USENIX: Jupyter Notebooks Could Help SREs Better Sleuth Incidents

Moshe Zadka, senior site reliability engineer at Twisted Matrix Laboratories, speaking at the USENIX SREcon20 America conference, talks about how to use Jupyter Notebooks for SRE diagnostic work.
Jan 5th, 2021 9:02am by Joab Jackson
👁 Featued image for: USENIX: Jupyter Notebooks Could Help SREs Better Sleuth Incidents
👁 Image

Science!

“Every incident is a detective story. The whole point is to figure out who done it,” asserted Moshe Zadka, senior site reliability engineer at Twisted Matrix Laboratories, speaking at the USENIX SREcon20 America conference, held virtually last month.

Jupyter notebooks, an open source tool originally designed for the scientific research community, could be a valuable aid in helping site reliability engineers (SREs) and other operational folk investigate, document and even recreate fixes for site incidents, Zadka said. Both jobs, after all, require sleuthing and scrupulous notetaking to get at the truth.

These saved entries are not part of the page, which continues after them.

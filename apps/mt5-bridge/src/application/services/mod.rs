//! Application Services
//!
//! Session handling, lookups and order submission shared by the use cases.

mod connection_manager;
mod market_lookup;
mod order_submitter;
mod terminal_gate;

pub use connection_manager::ConnectionManager;
pub use market_lookup::{prepare_symbol, require_tick};
pub use order_submitter::{submit_once, submit_with_fill_fallback};
pub use terminal_gate::{TerminalGate, TerminalSession};
//! Trade settings shared by the use cases.

use std::time::Duration;

use crate::domain::trading::{OrderDefaults, PositionSelection};

/// Comment attached to partial-close deals.
pub const PARTIAL_CLOSE_COMMENT: &str = "Partial close";

/// Comment attached to close-all deals.
pub const CLOSE_ALL_COMMENT: &str = "Closed via API";

/// Settings applied to every trade request.
#[derive(Debug, Clone)]
pub struct TradeSettings {
    /// Deviation, magic and comment of opening deals.
    pub order_defaults: OrderDefaults,
    /// Magic number of close-all deals.
    pub close_all_magic: u64,
    /// Pause between fill-mode attempts.
    pub fill_retry_delay: Duration,
    /// Configured floor for the stop distance, in points.
    pub min_stop_distance_points: u32,
    /// How ambiguous position choices are resolved.
    pub position_selection: PositionSelection,
}

impl Default for TradeSettings {
    fn default() -> Self {
        Self {
            order_defaults: OrderDefaults {
                deviation: 20,
                magic: 123_456,
                comment: "Bridge trade".to_string(),
            },
            close_all_magic: 9999,
            fill_retry_delay: Duration::from_millis(500),
            min_stop_distance_points: 10,
            position_selection: PositionSelection::Strict,
        }
    }
}

impl TradeSettings {
    /// Defaults for partial-close deals.
    #[must_use]
    pub fn partial_close_defaults(&self) -> OrderDefaults {
        self.order_defaults
            .clone()
            .with_comment(PARTIAL_CLOSE_COMMENT)
    }

    /// Defaults for close-all deals.
    #[must_use]
    pub fn close_all_defaults(&self) -> OrderDefaults {
        self.order_defaults
            .clone()
            .with_comment(CLOSE_ALL_COMMENT)
            .with_magic(self.close_all_magic)
    }
}
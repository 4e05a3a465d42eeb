//! Order filling policy.

use serde::{Deserialize, Serialize};
use std::fmt;

/// Order filling policy.
///
/// Brokers support different subsets of these per symbol, and the terminal
/// answers "unsupported filling mode" for the ones it does not accept.
#[derive(Debug, Clone, Copy, PartialEq, Eq, Hash, Serialize, Deserialize)]
#[serde(rename_all = "SCREAMING_SNAKE_CASE")]
pub enum FillMode {
    /// Fill or kill: the whole volume or nothing.
    Fok,
    /// Immediate or cancel: fill what is available, cancel the rest.
    Ioc,
    /// Return: partial fills leave the remainder working.
    Return,
}

impl FillMode {
    /// Order in which market orders try filling policies.
    pub const FALLBACK_ORDER: [Self; 3] = [Self::Fok, Self::Ioc, Self::Return];

    /// Terminal `ORDER_FILLING_*` code.
    #[must_use]
    pub const fn code(&self) -> u8 {
        match self {
            Self::Fok => 0,
            Self::Ioc => 1,
            Self::Return => 2,
        }
    }

    /// Label used in logs and metrics.
    #[must_use]
    pub const fn as_str(&self) -> &'static str {
        match self {
            Self::Fok => "fok",
            Self::Ioc => "ioc",
            Self::Return => "return",
        }
    }
}

impl fmt::Display for FillMode {
    fn fmt(&self, f: &mut fmt::Formatter<'_>) -> fmt::Result {
        match self {
            Self::Fok => write!(f, "FOK"),
            Self::Ioc => write!(f, "IOC"),
            Self::Return => write!(f, "RETURN"),
        }
    }
}
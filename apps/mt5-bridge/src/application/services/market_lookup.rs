//! Symbol and tick lookups shared by the trade use cases.

use crate::application::errors::TradeError;
use crate::application::ports::{SymbolInfo, TerminalPort, Tick};
use crate::domain::shared::Symbol;

/// Look up `symbol` and make sure it is selected in the market watch.
///
/// # Errors
///
/// Returns [`TradeError::Validation`] for unknown symbols.
pub async fn prepare_symbol<T: TerminalPort + ?Sized>(
    terminal: &T,
    symbol: &Symbol,
) -> Result<SymbolInfo, TradeError> {
    let info = terminal
        .symbol_info(symbol)
        .await?
        .ok_or_else(|| TradeError::validation(format!("Symbol {symbol} not found")))?;

    if !info.visible && !terminal.symbol_select(symbol, true).await? {
        // The terminal still quotes most hidden symbols; the tick lookup decides.
        tracing::warn!(symbol = %symbol, "Failed to select symbol in market watch");
    }

    Ok(info)
}

/// Latest tick of `symbol`.
///
/// # Errors
///
/// Returns [`TradeError::Execution`] when the terminal has no prices.
pub async fn require_tick<T: TerminalPort + ?Sized>(
    terminal: &T,
    symbol: &Symbol,
) -> Result<Tick, TradeError> {
    terminal
        .symbol_info_tick(symbol)
        .await?
        .ok_or_else(|| TradeError::execution("No tick data available"))
}

#[cfg(test)]
mod tests {
    use super::*;
    use crate::application::ports::MockTerminalPort;
    use rust_decimal_macros::dec;

    fn hidden_gold() -> SymbolInfo {
        SymbolInfo {
            name: Symbol::new("XAUUSD"),
            visible: false,
            digits: 2,
            point: dec!(0.01),
            trade_stops_level: 0,
            volume_min: dec!(0.01),
            volume_step: dec!(0.01),
        }
    }

    #[tokio::test]
    async fn hidden_symbol_is_selected() {
        let mut terminal = MockTerminalPort::new();
        terminal
            .expect_symbol_info()
            .returning(|_| Ok(Some(hidden_gold())));
        terminal
            .expect_symbol_select()
            .withf(|s, enable| s.as_str() == "XAUUSD" && *enable)
            .times(1)
            .returning(|_, _| Ok(true));

        let info = prepare_symbol(&terminal, &Symbol::new("XAUUSD"))
            .await
            .unwrap();
        assert_eq!(info.digits, 2);
    }

    #[tokio::test]
    async fn unknown_symbol_is_validation_error() {
        let mut terminal = MockTerminalPort::new();
        terminal.expect_symbol_info().returning(|_| Ok(None));
        terminal.expect_symbol_select().never();

        let err = prepare_symbol(&terminal, &Symbol::new("NOPE"))
            .await
            .unwrap_err();
        assert!(err.is_client_error());
        assert_eq!(err.to_string(), "Symbol NOPE not found");
    }

    #[tokio::test]
    async fn missing_tick_is_execution_error() {
        let mut terminal = MockTerminalPort::new();
        terminal.expect_symbol_info_tick().returning(|_| Ok(None));

        let err = require_tick(&terminal, &Symbol::new("XAUUSD"))
            .await
            .unwrap_err();
        assert_eq!(err.to_string(), "No tick data available");
    }
}
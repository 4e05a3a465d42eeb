//! Open Position Use Case

use std::sync::Arc;

use crate::application::dto::{OpenPositionCommand, OpenPositionOutcome};
use crate::application::errors::TradeError;
use crate::application::ports::TerminalPort;
use crate::application::services::{
    TerminalGate, prepare_symbol, require_tick, submit_with_fill_fallback,
};
use crate::application::settings::TradeSettings;
use crate::domain::shared::Volume;
use crate::domain::trading::{OrderRequest, correct_stops};

/// Use case for opening market positions (BUY / SELL).
pub struct OpenPositionUseCase<T: TerminalPort> {
    gate: Arc<TerminalGate<T>>,
    settings: TradeSettings,
}

impl<T: TerminalPort> OpenPositionUseCase<T> {
    /// Create a new `OpenPositionUseCase`.
    pub const fn new(gate: Arc<TerminalGate<T>>, settings: TradeSettings) -> Self {
        Self { gate, settings }
    }

    /// Execute the use case.
    pub async fn execute(
        &self,
        command: OpenPositionCommand,
    ) -> Result<OpenPositionOutcome, TradeError> {
        // 1. Validate input before touching the terminal
        let volume = Volume::new(command.volume)?;
        command.symbol.validate()?;
        command.stops.validate()?;

        // 2. Connected session, held until the order is done
        let session = self.gate.acquire().await?;
        let terminal = session.terminal();

        // 3. Symbol metadata and entry price
        let info = prepare_symbol(terminal, &command.symbol).await?;
        let tick = require_tick(terminal, &command.symbol).await?;
        let price = tick.price_for(command.side);

        // 4. Stops outside the broker's minimum distance
        let stops = correct_stops(
            command.side,
            price,
            command.stops,
            &info.stop_rules(),
            self.settings.min_stop_distance_points,
        );
        if stops != command.stops {
            tracing::info!(
                symbol = %command.symbol,
                side = %command.side,
                requested_sl = ?command.stops.sl,
                requested_tp = ?command.stops.tp,
                sl = ?stops.sl,
                tp = ?stops.tp,
                "Stops corrected"
            );
        }

        // 5. Submit across fill modes
        let request = OrderRequest::market_open(
            command.symbol,
            command.side,
            volume,
            price,
            stops,
            &self.settings.order_defaults,
        );
        submit_with_fill_fallback(terminal, &request, self.settings.fill_retry_delay).await
    }
}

“Incident resolution is by nature exploratory,” Zadka said, an activity well supported by the notebook format. Much like the data scientist, the SRE has to do a lot of exploring, testing of multiple hypotheses to see what went wrong. “When you have an incident, you have no idea what is going on,” he said.

As much of the data science community knows, Project Jupyter provides a web interface for users to create and share documents with live code, equations, visualizations and text.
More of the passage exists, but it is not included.